When Greg was growing up in Northern Indiana, his Indianapolis 500 heroes were Jim Hurtubise, A.J. Foyt and Parnelli Jones. He thought the STP Turbine was an awesome car to watch. Greg’s first Indianapolis 500 was in 1964, and he sat on the frontstretch just down from the fourth turn.
What he saw on Lap 2 is something that has stayed with him forever.
“It was the year Eddie Sachs and Dave MacDonald died,” Greg said of the fiery crash that changed the Indianapolis 500 forever. “It happened right in front of me.
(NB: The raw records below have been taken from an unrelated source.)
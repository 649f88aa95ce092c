//! Element snapshots and form handling over a page's HTML.
//!
//! `scraper::Html` is not `Send`, so documents are parsed on demand inside
//! these synchronous helpers and only owned snapshots cross await points.

use std::collections::HashMap;
use std::sync::LazyLock;

use regex::Regex;
use scraper::{ElementRef, Html, Selector};

use super::{SessionError, SessionErrorKind};

static POSTBACK_RE: LazyLock<Regex> =
    LazyLock::new(|| Regex::new(r"__doPostBack\('([^']*)','([^']*)'\)").unwrap());

/// Owned snapshot of a DOM element plus the path needed to find it again.
#[derive(Debug, Clone, PartialEq)]
pub struct Element {
    path: Vec<(String, usize)>,
    pub tag: String,
    pub text: String,
    attrs: Vec<(String, String)>,
}

impl Element {
    pub fn attr(&self, name: &str) -> Option<&str> {
        self.attrs
            .iter()
            .find(|(k, _)| k == name)
            .map(|(_, v)| v.as_str())
    }

    pub fn id(&self) -> Option<&str> {
        self.attr("id")
    }

    pub fn href(&self) -> Option<&str> {
        self.attr("href").filter(|h| !h.trim().is_empty())
    }

    /// Selector this element was first found by.
    pub fn selector(&self) -> &str {
        self.path.first().map(|(s, _)| s.as_str()).unwrap_or("")
    }

    /// ASP.NET `javascript:__doPostBack(target, argument)` link, if this is one.
    pub fn postback(&self) -> Option<(String, String)> {
        let href = self.href()?;
        let caps = POSTBACK_RE.captures(href)?;
        Some((caps[1].to_string(), caps[2].to_string()))
    }

    fn snapshot(el: ElementRef<'_>, path: Vec<(String, usize)>) -> Self {
        Element {
            path,
            tag: el.value().name().to_string(),
            text: normalized_text(el),
            attrs: el
                .value()
                .attrs()
                .map(|(k, v)| (k.to_string(), v.to_string()))
                .collect(),
        }
    }
}

/// Whitespace-collapsed text content.
pub fn normalized_text(el: ElementRef<'_>) -> String {
    el.text()
        .flat_map(str::split_whitespace)
        .collect::<Vec<_>>()
        .join(" ")
}

fn parse_selector(selector: &str) -> Result<Selector, SessionError> {
    Selector::parse(selector).map_err(|e| {
        SessionError::new(
            SessionErrorKind::Rejected,
            format!("invalid selector {}: {:?}", selector, e),
        )
    })
}

pub fn title(html: &str) -> String {
    let doc = Html::parse_document(html);
    let Ok(sel) = Selector::parse("title") else {
        return String::new();
    };
    doc.select(&sel)
        .next()
        .map(normalized_text)
        .unwrap_or_default()
}

pub fn select(html: &str, selector: &str) -> Result<Vec<Element>, SessionError> {
    let sel = parse_selector(selector)?;
    let doc = Html::parse_document(html);
    Ok(doc
        .select(&sel)
        .enumerate()
        .map(|(i, el)| Element::snapshot(el, vec![(selector.to_string(), i)]))
        .collect())
}

pub fn select_within(
    html: &str,
    parent: &Element,
    selector: &str,
) -> Result<Vec<Element>, SessionError> {
    let sel = parse_selector(selector)?;
    let doc = Html::parse_document(html);
    let root = resolve(&doc, &parent.path)
        .ok_or_else(|| SessionError::not_found(format!("stale element <{}>", parent.tag)))?;
    Ok(root
        .select(&sel)
        .enumerate()
        .map(|(i, el)| {
            let mut path = parent.path.clone();
            path.push((selector.to_string(), i));
            Element::snapshot(el, path)
        })
        .collect())
}

fn resolve<'a>(doc: &'a Html, path: &[(String, usize)]) -> Option<ElementRef<'a>> {
    let ((first_sel, first_idx), rest) = path.split_first()?;
    let sel = Selector::parse(first_sel).ok()?;
    let mut current = doc.select(&sel).nth(*first_idx)?;
    for (sel, idx) in rest {
        let sel = Selector::parse(sel).ok()?;
        current = current.select(&sel).nth(*idx)?;
    }
    Some(current)
}

/// Whether the element still exists in `html`.
pub fn exists(html: &str, element: &Element) -> bool {
    let doc = Html::parse_document(html);
    resolve(&doc, &element.path).is_some()
}

#[derive(Debug, Clone, PartialEq)]
pub struct FormSubmission {
    pub method: String,
    pub action: String,
    pub fields: Vec<(String, String)>,
}

/// Submission produced by clicking `element`, if it is a submit control inside a form.
pub fn submission_for(
    html: &str,
    element: &Element,
    typed: &HashMap<String, String>,
) -> Option<FormSubmission> {
    let doc = Html::parse_document(html);
    let clicked = resolve(&doc, &element.path)?;
    if !is_submit_control(clicked) {
        return None;
    }
    let form = clicked
        .ancestors()
        .filter_map(ElementRef::wrap)
        .find(|a| a.value().name() == "form")?;
    Some(collect_form(form, Some(clicked), typed, &[]))
}

/// Submission for an ASP.NET postback link: the page's first form with the event target set.
pub fn postback_submission(
    html: &str,
    target: &str,
    argument: &str,
    typed: &HashMap<String, String>,
) -> Option<FormSubmission> {
    let doc = Html::parse_document(html);
    let sel = Selector::parse("form").ok()?;
    let form = doc.select(&sel).next()?;
    let overrides = [
        ("__EVENTTARGET".to_string(), target.to_string()),
        ("__EVENTARGUMENT".to_string(), argument.to_string()),
    ];
    Some(collect_form(form, None, typed, &overrides))
}

fn is_submit_control(el: ElementRef<'_>) -> bool {
    let v = el.value();
    let kind = v.attr("type").unwrap_or("").to_lowercase();
    match v.name() {
        "button" => kind != "button" && kind != "reset",
        "input" => kind == "submit" || kind == "image",
        _ => false,
    }
}

fn collect_form(
    form: ElementRef<'_>,
    clicked: Option<ElementRef<'_>>,
    typed: &HashMap<String, String>,
    overrides: &[(String, String)],
) -> FormSubmission {
    let mut fields: Vec<(String, String)> = Vec::new();
    let Ok(controls) = Selector::parse("input[name], select[name], textarea[name], button[name]") else {
        return FormSubmission {
            method: "get".into(),
            action: String::new(),
            fields,
        };
    };

    for control in form.select(&controls) {
        let v = control.value();
        let Some(name) = v.attr("name") else { continue };
        let kind = v.attr("type").unwrap_or("text").to_lowercase();
        let is_clicked = clicked.map(|c| c.id() == control.id()).unwrap_or(false);

        let value = match v.name() {
            "button" => {
                if !is_clicked {
                    continue;
                }
                v.attr("value").unwrap_or("").to_string()
            }
            "select" => {
                let Ok(opt_sel) = Selector::parse("option") else { continue };
                let mut options = control.select(&opt_sel);
                let chosen = control
                    .select(&opt_sel)
                    .find(|o| o.value().attr("selected").is_some())
                    .or_else(|| options.next());
                match chosen {
                    Some(o) => o
                        .value()
                        .attr("value")
                        .map(str::to_string)
                        .unwrap_or_else(|| normalized_text(o)),
                    None => continue,
                }
            }
            "textarea" => control.text().collect::<String>(),
            _ => match kind.as_str() {
                "submit" | "image" | "button" | "reset" => {
                    if !is_clicked {
                        continue;
                    }
                    v.attr("value").unwrap_or("").to_string()
                }
                "checkbox" | "radio" => {
                    if v.attr("checked").is_none() {
                        continue;
                    }
                    v.attr("value").unwrap_or("on").to_string()
                }
                _ => v.attr("value").unwrap_or("").to_string(),
            },
        };

        let value = typed.get(name).cloned().unwrap_or(value);
        fields.push((name.to_string(), value));
    }

    for (name, value) in overrides {
        match fields.iter_mut().find(|(k, _)| k == name) {
            Some(slot) => slot.1 = value.clone(),
            None => fields.push((name.clone(), value.clone())),
        }
    }

    FormSubmission {
        method: form.value().attr("method").unwrap_or("get").to_lowercase(),
        action: form.value().attr("action").unwrap_or("").to_string(),
        fields,
    }
}

#[cfg(test)]
mod tests {
    use super::*;

    const PAGE: &str = r#"
        <html><head><title> Crawford County  qPublic </title></head><body>
        <form method="POST" action="/Search.aspx">
          <input type="hidden" name="__VIEWSTATE" value="abc">
          <input type="text" name="ctl01$txtOwner" value="">
          <input type="checkbox" name="chkActive" checked>
          <input type="checkbox" name="chkInactive">
          <select name="ddlType"><option value="1">One</option><option value="2" selected>Two</option></select>
          <input type="submit" id="ctlBodyPane_ctl01_btnSearch" name="ctl01$btnSearch" value="Search">
          <input type="submit" name="ctl01$btnClear" value="Clear">
        </form>
        <ul class="state-group"><li class="dropdown-option" id="a">A</li><li class="dropdown-option" id="b">B</li></ul>
        <ul class="state-group"><li class="dropdown-option" id="c">C</li></ul>
        <a id="lnk" href="javascript:__doPostBack('ctl00$lnkNext','')">Next</a>
        </body></html>"#;

    #[test]
    fn title_is_normalized() {
        assert_eq!(title(PAGE), "Crawford County qPublic");
    }

    #[test]
    fn nested_selection_keeps_scope() {
        let groups = select(PAGE, ".state-group").unwrap();
        assert_eq!(groups.len(), 2);
        let second = select_within(PAGE, &groups[1], ".dropdown-option").unwrap();
        assert_eq!(second.len(), 1);
        assert_eq!(second[0].id(), Some("c"));
        assert!(exists(PAGE, &second[0]));
    }

    #[test]
    fn bad_selector_is_rejected_not_absent() {
        let err = select(PAGE, "[[").unwrap_err();
        assert_eq!(err.kind, SessionErrorKind::Rejected);
    }

    #[test]
    fn submit_collects_form_state() {
        let button = select(PAGE, "[id*='_ctl01_btnSearch']").unwrap().remove(0);
        let mut typed = HashMap::new();
        typed.insert("ctl01$txtOwner".to_string(), "A*".to_string());
        let sub = submission_for(PAGE, &button, &typed).unwrap();
        assert_eq!(sub.method, "post");
        assert_eq!(sub.action, "/Search.aspx");
        let get = |k: &str| sub.fields.iter().find(|(n, _)| n == k).map(|(_, v)| v.as_str());
        assert_eq!(get("__VIEWSTATE"), Some("abc"));
        assert_eq!(get("ctl01$txtOwner"), Some("A*"));
        assert_eq!(get("chkActive"), Some("on"));
        assert_eq!(get("chkInactive"), None);
        assert_eq!(get("ddlType"), Some("2"));
        assert_eq!(get("ctl01$btnSearch"), Some("Search"));
        assert_eq!(get("ctl01$btnClear"), None);
    }

    #[test]
    fn postback_link_targets_first_form() {
        let link = select(PAGE, "#lnk").unwrap().remove(0);
        let (target, arg) = link.postback().unwrap();
        assert_eq!(target, "ctl00$lnkNext");
        let sub = postback_submission(PAGE, &target, &arg, &HashMap::new()).unwrap();
        assert!(sub
            .fields
            .contains(&("__EVENTTARGET".to_string(), "ctl00$lnkNext".to_string())));
    }
}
But I have a lot of different memories of this place.”
None of those memories were bigger than what he experienced Sunday as he watched his son, a native of South Bend, Ind., join team owner Tony Stewart of Columbus, Ind., as the only Indiana-born drivers to win the NASCAR race at the Brickyard.
“Winning the Daytona 500 was big because it’s the roots of NASCAR, but this one is right up there with it,” Greg Newman said. “It’s very big the Newman name is part of the history of this track.”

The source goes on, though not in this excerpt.